Inés también abortó dos veces antes de tener a Jaime. El primero a las diez semanas de embarazo, y el segundo al mes y medio. Fueron momentos duros, de dudas incesantes, preguntas que surgían de las tripas y respuestas sin alma basadas en análisis médicos y porcentajes de error. Varias amigas suyas tenían bebés y ella se sentía triste. Son cosas que un hombre puede intuir, pero que nunca comprenderá del todo. Una vida naciendo y muriendo en tu interior, un corazón que late a las seis semanas y se para al poco, una flor que surge y se pudre al mismo tiempo. Cuando quedó embarazada por tercera vez, nos lo tomamos con calma. Reposo absoluto, pensamiento optimista, sonrisas y caricias. Y de dos cadáveres prematuros nació un niño, Jaime, que fue la alegría de su vida. Sin embargo, como los dos retoños no nacidos, sin nombre ni rostro, también terminó por irse al limbo.

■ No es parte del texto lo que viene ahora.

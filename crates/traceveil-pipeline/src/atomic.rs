//! Atomic file writes
//!
//! Masked output and export artifacts are written to a temporary file and
//! renamed into place, so a crashed or cancelled run never leaves a
//! half-written file where downstream tooling would pick it up.

use std::fs::{self, File};
use std::io::Write;
use std::path::{Path, PathBuf};
use traceveil_core::Result;

/// Writes to `<path>.tmp` and renames onto `path` on commit
pub struct AtomicWriter {
    temp_path: PathBuf,
    final_path: PathBuf,
    file: File,
}

impl AtomicWriter {
    pub fn new<P: AsRef<Path>>(path: P) -> Result<Self> {
        let final_path = path.as_ref().to_path_buf();

        if let Some(parent) = final_path.parent() {
            fs::create_dir_all(parent)?;
        }

        let temp_path = Self::temp_path(&final_path);
        let file = File::create(&temp_path)?;

        Ok(Self {
            temp_path,
            final_path,
            file,
        })
    }

    pub fn write(&mut self, data: &[u8]) -> Result<()> {
        self.file.write_all(data)?;
        Ok(())
    }

    /// Sync and atomically rename the temp file to the final path
    pub fn commit(mut self) -> Result<()> {
        self.file.sync_all()?;
        self.file.flush()?;

        let temp_path = self.temp_path.clone();
        let final_path = self.final_path.clone();

        // Prevent Drop from deleting the temp file mid-rename
        std::mem::forget(self);

        fs::rename(&temp_path, &final_path)?;
        Ok(())
    }

    fn temp_path(final_path: &Path) -> PathBuf {
        let mut temp = final_path.as_os_str().to_owned();
        temp.push(".tmp");
        PathBuf::from(temp)
    }
}

impl Drop for AtomicWriter {
    fn drop(&mut self) {
        let _ = fs::remove_file(&self.temp_path);
    }
}

#[cfg(test)]
mod tests {
    use super::*;
    use tempfile::TempDir;

    #[test]
    fn test_write_and_commit() {
        let dir = TempDir::new().unwrap();
        let path = dir.path().join("out.log");

        let mut writer = AtomicWriter::new(&path).unwrap();
        writer.write(b"masked content").unwrap();
        writer.commit().unwrap();

        assert_eq!(fs::read_to_string(&path).unwrap(), "masked content");
        assert!(!dir.path().join("out.log.tmp").exists());
    }

    #[test]
    fn test_dropped_writer_leaves_nothing() {
        let dir = TempDir::new().unwrap();
        let path = dir.path().join("out.log");

        {
            let mut writer = AtomicWriter::new(&path).unwrap();
            writer.write(b"partial").unwrap();
            // Dropped without commit
        }

        assert!(!path.exists());
        assert!(!dir.path().join("out.log.tmp").exists());
    }

    #[test]
    fn test_creates_parent_dirs() {
        let dir = TempDir::new().unwrap();
        let path = dir.path().join("nested/deep/out.log");

        let mut writer = AtomicWriter::new(&path).unwrap();
        writer.write(b"x").unwrap();
        writer.commit().unwrap();

        assert!(path.exists());
    }
}
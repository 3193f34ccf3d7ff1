//! Sensitive-data categories
//!
//! A category classifies one kind of regulated identifier (phone number,
//! domain, MAC address, ...). Keys are globally unique and immutable once
//! referenced by stored mappings, so they are validated at construction and
//! at deserialization time.

use crate::error::{Error, Result};
use once_cell::sync::Lazy;
use regex::Regex;
use serde::{Deserialize, Serialize};
use std::fmt;

static KEY_PATTERN: Lazy<Regex> =
    Lazy::new(|| Regex::new(r"^[a-z0-9_]{1,64}$").expect("valid category key pattern"));

/// A validated category key
///
/// Keys are lowercase `[a-z0-9_]+`. Well-known keys are provided as
/// constructors; administrators may define further categories through the
/// rule-set catalog.
#[derive(Debug, Clone, PartialEq, Eq, Hash, PartialOrd, Ord, Serialize, Deserialize)]
#[serde(try_from = "String", into = "String")]
pub struct Category(String);

impl Category {
    /// Create a category from a key, validating the key format
    pub fn new(key: impl Into<String>) -> Result<Self> {
        let key = key.into();

        if !KEY_PATTERN.is_match(&key) {
            return Err(Error::InvalidCategory(key));
        }

        Ok(Self(key))
    }

    pub fn ipv4_addr() -> Self {
        Self("ipv4_addr".to_string())
    }

    pub fn mac_address() -> Self {
        Self("mac_address".to_string())
    }

    pub fn username() -> Self {
        Self("username".to_string())
    }

    pub fn domain() -> Self {
        Self("domain".to_string())
    }

    pub fn phone_num() -> Self {
        Self("phone_num".to_string())
    }

    pub fn as_str(&self) -> &str {
        &self.0
    }
}

impl fmt::Display for Category {
    fn fmt(&self, f: &mut fmt::Formatter<'_>) -> fmt::Result {
        f.write_str(&self.0)
    }
}

impl TryFrom<String> for Category {
    type Error = Error;

    fn try_from(value: String) -> Result<Self> {
        Self::new(value)
    }
}

impl From<Category> for String {
    fn from(category: Category) -> Self {
        category.0
    }
}
//! Metrics collection with Prometheus
//!
//! This module provides Prometheus metrics for TraceVeil:
//! - File pipeline outcomes
//! - Candidate and mapping counts by category
//! - Scan duration histograms

use prometheus::{CounterVec, Histogram, HistogramOpts, Opts, Registry};
use std::sync::Arc;

/// Metrics collector for TraceVeil
#[derive(Clone)]
pub struct Metrics {
    /// Prometheus registry
    registry: Arc<Registry>,

    /// Files completed or failed, labeled by outcome
    pub files_processed: CounterVec,

    /// Masking candidates surviving exception filtering and overlap
    /// resolution, labeled by category
    pub candidates_found: CounterVec,

    /// New mappings created in the store, labeled by category
    pub mappings_created: CounterVec,

    /// Candidates suppressed by exception patterns
    pub candidates_suppressed: CounterVec,

    /// Whole-file scan duration
    pub scan_duration_seconds: Histogram,
}

impl Metrics {
    /// Create a new metrics collector
    pub fn new() -> Result<Self, prometheus::Error> {
        let registry = Registry::new();

        let files_processed = CounterVec::new(
            Opts::new("traceveil_files_processed_total", "Files run through the pipeline"),
            &["outcome"],
        )?;

        let candidates_found = CounterVec::new(
            Opts::new(
                "traceveil_candidates_found_total",
                "Masking candidates surviving filtering",
            ),
            &["category"],
        )?;

        let mappings_created = CounterVec::new(
            Opts::new(
                "traceveil_mappings_created_total",
                "New mappings created in the store",
            ),
            &["category"],
        )?;

        let candidates_suppressed = CounterVec::new(
            Opts::new(
                "traceveil_candidates_suppressed_total",
                "Candidates suppressed by exception patterns",
            ),
            &["category"],
        )?;

        let scan_duration_seconds = Histogram::with_opts(HistogramOpts::new(
            "traceveil_scan_duration_seconds",
            "Whole-file scan duration",
        ))?;

        registry.register(Box::new(files_processed.clone()))?;
        registry.register(Box::new(candidates_found.clone()))?;
        registry.register(Box::new(mappings_created.clone()))?;
        registry.register(Box::new(candidates_suppressed.clone()))?;
        registry.register(Box::new(scan_duration_seconds.clone()))?;

        Ok(Self {
            registry: Arc::new(registry),
            files_processed,
            candidates_found,
            mappings_created,
            candidates_suppressed,
            scan_duration_seconds,
        })
    }

    /// Gather all metrics in the Prometheus text exposition format
    pub fn gather(&self) -> String {
        use prometheus::Encoder;

        let encoder = prometheus::TextEncoder::new();
        let metric_families = self.registry.gather();
        let mut buffer = Vec::new();

        if encoder.encode(&metric_families, &mut buffer).is_err() {
            return String::new();
        }

        String::from_utf8(buffer).unwrap_or_default()
    }
}
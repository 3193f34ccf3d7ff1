//! TraceVeil SQLite Mapping Store
//!
//! SQLite-backed implementation of the `MappingStore` trait. Persists
//! mappings across runs so re-masking the same values stays consistent,
//! and backs the search/export/purge surface of the CLI.

pub mod sqlite_mapping_store;

pub use sqlite_mapping_store::SqliteMappingStore;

—Sigo sin saber qué tiene eso que ver…

—Escucha. —Me interrumpió—. Estás hecho un asco. ¿Sigues viviendo en esa ratonera del Altozano?

—Es una buena ratonera.

—Clara quiere un detective, y te he recomendado. Pagarán bien, tienen mucho dinero. No creo que te regateen en ese aspecto.

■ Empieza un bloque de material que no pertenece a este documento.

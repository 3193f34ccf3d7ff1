//! TraceVeil File Pipeline
//!
//! Drives files through the masking pipeline:
//! `Received -> PresetResolved -> Scanned -> Masked -> MappingExported ->
//! Completed`, with `Failed` reachable from any step. Many files are
//! processed concurrently by a fixed-size worker pool; masked output and
//! export artifacts are written atomically.

pub mod atomic;
pub mod export_writer;
pub mod pipeline;
pub mod state;

pub use atomic::AtomicWriter;
pub use export_writer::{export_path, write_export};
pub use pipeline::{CancelToken, FileJob, Pipeline, PipelineConfig};
pub use state::{FileReport, FileState};
//! TraceVeil CLI
//!
//! Command-line interface for masking log files and protocol traces, and
//! for searching, exporting, and purging the accumulated masking map.

use clap::{Parser, Subcommand, ValueEnum};
use std::path::PathBuf;
use std::sync::Arc;

use traceveil_config_file::load_catalog;
use traceveil_observability::{LoggingConfig, Metrics, init_tracing};
use traceveil_pipeline::{CancelToken, FileJob, Pipeline, PipelineConfig, write_export};
use traceveil_store::{
    MappingExport, MappingFilter, MappingStore, MemoryMappingStore, SortDirection, SortKey,
};
use traceveil_store_sqlite::SqliteMappingStore;

#[derive(Parser)]
#[command(name = "traceveil")]
#[command(about = "TraceVeil - Rule-driven PII masking for logs and traces", long_about = None)]
struct Cli {
    /// Emit JSON log lines
    #[arg(long, global = true, default_value = "false")]
    json_logs: bool,

    #[command(subcommand)]
    command: Commands,
}

#[derive(Clone, Copy, Debug, ValueEnum)]
enum SortArg {
    Category,
    OriginalValue,
    MaskedValue,
    CreatedAt,
}

impl From<SortArg> for SortKey {
    fn from(arg: SortArg) -> Self {
        match arg {
            SortArg::Category => SortKey::Category,
            SortArg::OriginalValue => SortKey::OriginalValue,
            SortArg::MaskedValue => SortKey::MaskedValue,
            SortArg::CreatedAt => SortKey::CreatedAt,
        }
    }
}

#[derive(Subcommand)]
enum Commands {
    /// Mask one or more input files
    Mask {
        /// Input files to mask
        #[arg(required = true)]
        inputs: Vec<PathBuf>,

        /// Path to the rule-set catalog (YAML or TOML)
        #[arg(long)]
        rules: PathBuf,

        /// Product id used for preset resolution
        #[arg(long)]
        product: String,

        /// Directory masked output is written to
        #[arg(long, default_value = "masked")]
        out_dir: PathBuf,

        /// SQLite mapping database; omitted runs against an in-memory store
        #[arg(long)]
        db: Option<PathBuf>,

        /// Worker pool size
        #[arg(long, default_value = "4")]
        workers: usize,

        /// Directory mapping export artifacts are written to
        #[arg(long)]
        export_dir: Option<PathBuf>,
    },
    /// Search accumulated mappings
    Search {
        /// Path to SQLite mapping database
        #[arg(long, default_value = "~/.traceveil/mappings.db")]
        db: PathBuf,

        /// Free-text query over original and masked values
        #[arg(long)]
        query: Option<String>,

        /// Restrict to one category
        #[arg(long)]
        category: Option<String>,

        /// Sort key
        #[arg(long, value_enum, default_value = "created-at")]
        sort: SortArg,

        /// Sort descending
        #[arg(long, default_value = "false")]
        desc: bool,

        #[arg(long, default_value = "50")]
        limit: usize,

        #[arg(long, default_value = "0")]
        offset: usize,
    },
    /// Export mappings as a JSON artifact
    Export {
        /// Path to SQLite mapping database
        #[arg(long, default_value = "~/.traceveil/mappings.db")]
        db: PathBuf,

        /// File id recorded in the artifact
        #[arg(long)]
        file_id: String,

        /// Product name recorded in the artifact
        #[arg(long)]
        product: String,

        /// Restrict to one category
        #[arg(long)]
        category: Option<String>,

        /// Directory the artifact is written to; prints to stdout if omitted
        #[arg(long)]
        out_dir: Option<PathBuf>,
    },
    /// Bulk-delete accumulated mappings
    Purge {
        /// Path to SQLite mapping database
        #[arg(long, default_value = "~/.traceveil/mappings.db")]
        db: PathBuf,

        /// Only purge mappings older than this many days
        #[arg(long)]
        older_than_days: Option<i64>,
    },
    /// Validate a rule-set catalog without scanning anything
    Validate {
        /// Path to the rule-set catalog (YAML or TOML)
        #[arg(long)]
        rules: PathBuf,
    },
}

fn expand(path: &PathBuf) -> PathBuf {
    PathBuf::from(shellexpand::tilde(&path.to_string_lossy()).to_string())
}

fn parse_category(raw: Option<String>) -> anyhow::Result<Option<traceveil_core::Category>> {
    raw.map(traceveil_core::Category::new)
        .transpose()
        .map_err(Into::into)
}

async fn open_sqlite(db: &PathBuf) -> anyhow::Result<SqliteMappingStore> {
    Ok(SqliteMappingStore::new(&expand(db)).await?)
}

fn build_filter(
    query: Option<String>,
    category: Option<String>,
    sort: SortArg,
    desc: bool,
    limit: usize,
    offset: usize,
) -> anyhow::Result<MappingFilter> {
    let mut builder = MappingFilter::builder()
        .sort(sort.into())
        .direction(if desc {
            SortDirection::Desc
        } else {
            SortDirection::Asc
        })
        .limit(limit)
        .offset(offset);

    if let Some(query) = query {
        builder = builder.query(query);
    }
    if let Some(category) = parse_category(category)? {
        builder = builder.category(category);
    }

    builder.build().map_err(|e| anyhow::anyhow!(e))
}

#[cfg(test)]
mod tests {
    use super::*;

    #[test]
    fn test_build_filter_maps_arguments() {
        let filter = build_filter(
            Some("query".to_string()),
            Some("phone_num".to_string()),
            SortArg::OriginalValue,
            true,
            25,
            50,
        )
        .unwrap();

        assert_eq!(filter.query.as_deref(), Some("query"));
        assert_eq!(
            filter.category,
            Some(traceveil_core::Category::phone_num())
        );
        assert_eq!(filter.sort, SortKey::OriginalValue);
        assert_eq!(filter.direction, SortDirection::Desc);
        assert_eq!(filter.limit, 25);
        assert_eq!(filter.offset, 50);
    }

    #[test]
    fn test_build_filter_rejects_bad_category() {
        let result = build_filter(None, Some("Not Valid".to_string()), SortArg::CreatedAt, false, 50, 0);
        assert!(result.is_err());
    }

    #[test]
    fn test_cli_parses_mask_command() {
        let cli = Cli::try_parse_from([
            "traceveil", "mask", "trace.log", "--rules", "rules.yaml", "--product", "pbx",
        ])
        .unwrap();

        match cli.command {
            Commands::Mask {
                inputs,
                product,
                workers,
                db,
                ..
            } => {
                assert_eq!(inputs, vec![PathBuf::from("trace.log")]);
                assert_eq!(product, "pbx");
                assert_eq!(workers, 4);
                assert!(db.is_none());
            }
            _ => panic!("expected mask command"),
        }
    }
}

#[tokio::main]
async fn main() -> anyhow::Result<()> {
    let cli = Cli::parse();

    init_tracing(&LoggingConfig {
        json: cli.json_logs,
        ..LoggingConfig::default()
    });

    match cli.command {
        Commands::Mask {
            inputs,
            rules,
            product,
            out_dir,
            db,
            workers,
            export_dir,
        } => {
            let catalog = Arc::new(load_catalog(expand(&rules))?);

            let store: Arc<dyn MappingStore> = match &db {
                Some(db) => Arc::new(open_sqlite(db).await?),
                None => Arc::new(MemoryMappingStore::new()),
            };

            let pipeline = Pipeline::new(
                catalog,
                store,
                Metrics::new()?,
                PipelineConfig {
                    workers,
                    out_dir: expand(&out_dir),
                    export_dir: export_dir.as_ref().map(expand),
                },
            );

            let jobs: Vec<FileJob> = inputs
                .iter()
                .map(|input| FileJob::from_path(expand(input), &product))
                .collect();

            let reports = pipeline.run_many(jobs, &CancelToken::new()).await;

            let mut failures = 0usize;
            for report in &reports {
                println!(
                    "{}\t{}\t{} candidates\t{} new mappings",
                    report.file_id, report.state, report.candidate_count, report.mappings_created
                );
                if !report.is_completed() {
                    failures += 1;
                }
            }
            tracing::info!(files = reports.len(), failures, "mask run finished");

            if failures > 0 {
                anyhow::bail!("{failures} of {} files failed", reports.len());
            }
        }

        Commands::Search {
            db,
            query,
            category,
            sort,
            desc,
            limit,
            offset,
        } => {
            let store = open_sqlite(&db).await?;
            let filter = build_filter(query, category, sort, desc, limit, offset)?;
            let results = store.search(&filter).await?;

            for mapping in &results.items {
                println!(
                    "{}\t{}\t{}\t{}\t{}",
                    mapping.id,
                    mapping.category,
                    mapping.original_value,
                    mapping.masked_value,
                    mapping.created_at.to_rfc3339()
                );
            }
            println!(
                "{} of {} mappings (offset {})",
                results.items.len(),
                results.total_count,
                results.offset
            );
        }

        Commands::Export {
            db,
            file_id,
            product,
            category,
            out_dir,
        } => {
            let store = open_sqlite(&db).await?;

            let mut builder = MappingFilter::builder().limit(1000);
            if let Some(category) = parse_category(category)? {
                builder = builder.category(category);
            }
            let mut filter = builder.build().map_err(|e| anyhow::anyhow!(e))?;

            // Page through the full result set
            let mut mappings = Vec::new();
            loop {
                let results = store.search(&filter).await?;
                let fetched = results.items.len();
                let more = results.has_more();
                mappings.extend(results.items);
                if !more || fetched == 0 {
                    break;
                }
                filter.offset += fetched;
            }

            let export = MappingExport::new(file_id, product, mappings);
            match out_dir {
                Some(out_dir) => {
                    let path = write_export(&expand(&out_dir), &export)?;
                    println!("wrote {}", path.display());
                }
                None => println!("{}", serde_json::to_string_pretty(&export)?),
            }
        }

        Commands::Purge { db, older_than_days } => {
            let store = open_sqlite(&db).await?;
            let older_than =
                older_than_days.map(|days| chrono::Utc::now() - chrono::Duration::days(days));
            let purged = store.purge(older_than).await?;
            println!("purged {purged} mappings");
        }

        Commands::Validate { rules } => {
            let catalog = load_catalog(expand(&rules))?;
            println!(
                "ok: {} rules, {} exceptions",
                catalog.registry().len(),
                catalog.exceptions().len()
            );
        }
    }

    Ok(())
}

—¿Un trabajo? ¿Para eso hemos quedado? Le podías haber dado mi número y ya está.

—Primero quería hablar contigo.

—¿Por qué? ¿Qué le ocurre? El bueno de Diego Rojas, después de veinticinco años casados, se ha ido con una dominicana, ¿es eso?

—No es tan sencillo.

—Siempre son cuernos.

—En este caso no.

—¿Entonces?

Inés me clavó las pupilas. Su mandíbula temblaba ligeramente.

—Se trata de su hija, África.

—¿Qué le ocurre?

—Ha desaparecido —dijo—. Y quieren que tú la encuentres.

En ese momento, el que tembló fui yo.

—No puedes hablar en serio.

—Nunca te lo habría planteado de no ser una oportunidad para que ganases mucho dinero.

—Sabes de sobra que no me dedico a las personas desaparecidas.

—Sí que lo haces, no seas hipócrita. Localizas a morosos, a maridos puteros.

—Joder, no es lo mismo.

—Es mucho dinero.

—Pues diles que no lo quiero.

Quise levantarme, pero Inés me cogió de la mano.

—Si no es por ellos, hazlo por mí.

Me fijé en que estaba llorando. Las lágrimas resbalaron por su rostro, arrastrando consigo parte del maquillaje. La cara de Inés quedó surcada por dos líneas negras que desembocaban en la comisura de los labios.

—¿Por qué me pides esto? —Acerqué mi silla a la suya—. Que llamen a la policía.

—No pueden. —Se sonó la nariz con una servilleta de papel—. Temen que la hayan secuestrado.

—Hay más detectives en la ciudad. Algunos están especializados en estos asuntos.

—No quieren hacerlo público. Clara confía en mí, y yo doy mi palabra por ti. Debes encontrar a esa chica, Roberto.

Comprendí el significado oculto de sus palabras. No se trataba de un trabajo exclusivamente por dinero. Inés quería que lo hiciera como redención. Ella sentía como propio el dolor de la familia Rojas. Y sabía que yo también llegaría a sentirlo y me involucraría en el caso de forma personal, que esa niña, África, se convertiría en mi niña. Era una especie de segunda oportunidad, de volver a hacer las cosas bien. Tras varios años de silencio y caras largas, por fin había algo que nos unía a Inés y a mí además del dolor: la esperanza.

—Solo ve a hablar con ellos —dijo entre sollozos—. Conócelos, y luego decide.

Acaricié su cabello y noté una sacudida eléctrica.

—Me lo pensaré. —Susurré a su oído—. Es todo lo que puedo prometerte.